** PROVIDED RECORDS **
Segment Open

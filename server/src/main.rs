//
// Copyright 2017-2026 Hans W. Uhlig. All Rights Reserved.
//
// Licensed under the Apache License, Version 2.0 (the "License");
// you may not use this file except in compliance with the License.
// You may obtain a copy of the License at
//
//      http://www.apache.org/licenses/LICENSE-2.0
//
// Unless required by applicable law or agreed to in writing, software
// distributed under the License is distributed on an "AS IS" BASIS,
// WITHOUT WARRANTIES OR CONDITIONS OF ANY KIND, either express or implied.
// See the License for the specific language governing permissions and
// limitations under the License.
//

//! tnbridge - serve a terminal program over telnet, one process per connection

use clap::Parser;
use std::net::{IpAddr, SocketAddr};
use std::path::PathBuf;
use std::process::ExitCode;
use std::sync::Arc;
use std::time::Duration;
use tnbridge_server::{
    BridgeError, BridgeServer, LaunchConfig, LaunchMode, NoopObserver, ServerConfig,
};
use tracing::{error, info, warn};
use tracing_subscriber::{EnvFilter, layer::SubscriberExt, util::SubscriberInitExt};

/// Serve a terminal program over telnet, one process per connection
#[derive(Parser, Debug)]
#[command(author, version, about, long_about = None)]
struct Cli {
    /// Address to listen on
    #[arg(long, env = "TNBRIDGE_BIND", default_value = "0.0.0.0")]
    bind: IpAddr,

    /// Port to listen on
    #[arg(short, long, env = "TNBRIDGE_PORT", default_value_t = 2323)]
    port: u16,

    /// Maximum number of concurrent sessions
    #[arg(long, env = "TNBRIDGE_MAX_SESSIONS", default_value_t = 64)]
    max_sessions: usize,

    /// Seconds without traffic before a session is closed
    #[arg(long, env = "TNBRIDGE_IDLE_TIMEOUT", default_value_t = 600)]
    idle_timeout: u64,

    /// Seconds a program gets to exit after its client disconnects
    #[arg(long, env = "TNBRIDGE_GRACE_PERIOD", default_value_t = 5)]
    grace_period: u64,

    /// Milliseconds to wait for the client's window size
    #[arg(long, env = "TNBRIDGE_NEGOTIATION_TIMEOUT", default_value_t = 1500)]
    negotiation_timeout: u64,

    /// Seconds to wait for sessions on shutdown before killing them
    #[arg(long, env = "TNBRIDGE_SHUTDOWN_TIMEOUT", default_value_t = 10)]
    shutdown_timeout: u64,

    /// How the program is attached: pty or pipe
    #[arg(long, env = "TNBRIDGE_MODE", default_value = "pty")]
    mode: LaunchMode,

    /// TERM value given to the program
    #[arg(long, env = "TNBRIDGE_TERM", default_value = "xterm-256color")]
    term: String,

    /// Do not fall back to an escape sequence query when the client skips NAWS
    #[arg(long)]
    no_size_query: bool,

    /// Close the connection without a farewell message
    #[arg(long)]
    no_farewell: bool,

    /// Log filter, e.g. `info` or `tnbridge_server=debug`
    #[arg(long, env = "RUST_LOG", default_value = "info")]
    log: String,

    /// Program to launch for every connection
    #[arg(env = "TNBRIDGE_PROGRAM")]
    program: PathBuf,

    /// Arguments passed to the program
    #[arg(trailing_var_arg = true, allow_hyphen_values = true)]
    args: Vec<String>,
}

impl Cli {
    fn server_config(&self) -> ServerConfig {
        let launch = LaunchConfig::new(self.program.clone())
            .with_args(self.args.iter().cloned())
            .with_mode(self.mode)
            .with_terminal_type(self.term.clone());
        let mut config = ServerConfig::new(SocketAddr::new(self.bind, self.port), launch)
            .with_max_sessions(self.max_sessions)
            .with_idle_timeout(Duration::from_secs(self.idle_timeout))
            .with_grace_period(Duration::from_secs(self.grace_period))
            .with_negotiation_timeout(Duration::from_millis(self.negotiation_timeout))
            .with_shutdown_timeout(Duration::from_secs(self.shutdown_timeout))
            .with_window_size_query(!self.no_size_query);
        if self.no_farewell {
            config = config.with_farewell(None);
        }
        config
    }
}

#[tokio::main]
async fn main() -> ExitCode {
    let cli = Cli::parse();

    tracing_subscriber::registry()
        .with(EnvFilter::try_new(&cli.log).unwrap_or_else(|_| EnvFilter::new("info")))
        .with(tracing_subscriber::fmt::layer())
        .init();

    info!("Starting tnbridge v{}", env!("CARGO_PKG_VERSION"));

    let server = match BridgeServer::bind(cli.server_config()).await {
        Ok(server) => server,
        Err(e) => {
            error!(error = %e, "cannot start bridge");
            return ExitCode::from(exit_status(&e));
        }
    };
    if let Err(e) = server.start(Arc::new(NoopObserver)).await {
        error!(error = %e, "cannot start bridge");
        return ExitCode::from(exit_status(&e));
    }

    shutdown_signal().await;
    info!("shutdown requested");

    if let Err(e) = server.shutdown().await {
        error!(error = %e, "shutdown failed");
        return ExitCode::FAILURE;
    }
    let snapshot = server.snapshot();
    info!(%snapshot, "bridge stopped");
    ExitCode::SUCCESS
}

/// Process exit status for a startup failure
fn exit_status(error: &BridgeError) -> u8 {
    match error {
        BridgeError::InvalidConfig(_) => 2,
        _ => 1,
    }
}

/// Resolves on SIGINT, or SIGTERM on unix
async fn shutdown_signal() {
    let ctrl_c = async {
        if let Err(e) = tokio::signal::ctrl_c().await {
            warn!(error = %e, "cannot listen for ctrl-c");
            std::future::pending::<()>().await;
        }
    };

    #[cfg(unix)]
    let terminate = async {
        use tokio::signal::unix::{SignalKind, signal};
        match signal(SignalKind::terminate()) {
            Ok(mut stream) => {
                stream.recv().await;
            }
            Err(e) => {
                warn!(error = %e, "cannot listen for SIGTERM");
                std::future::pending::<()>().await;
            }
        }
    };
    #[cfg(not(unix))]
    let terminate = std::future::pending::<()>();

    tokio::select! {
        _ = ctrl_c => {}
        _ = terminate => {}
    }
}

Segment Closed

** ACTIVITY **
Would you please return all lines from the listing above that contain "tokio"?

** EXERCISE SOLUTION **
#[tokio::main]
        if let Err(e) = tokio::signal::ctrl_c().await {
        use tokio::signal::unix::{SignalKind, signal};
    tokio::select! {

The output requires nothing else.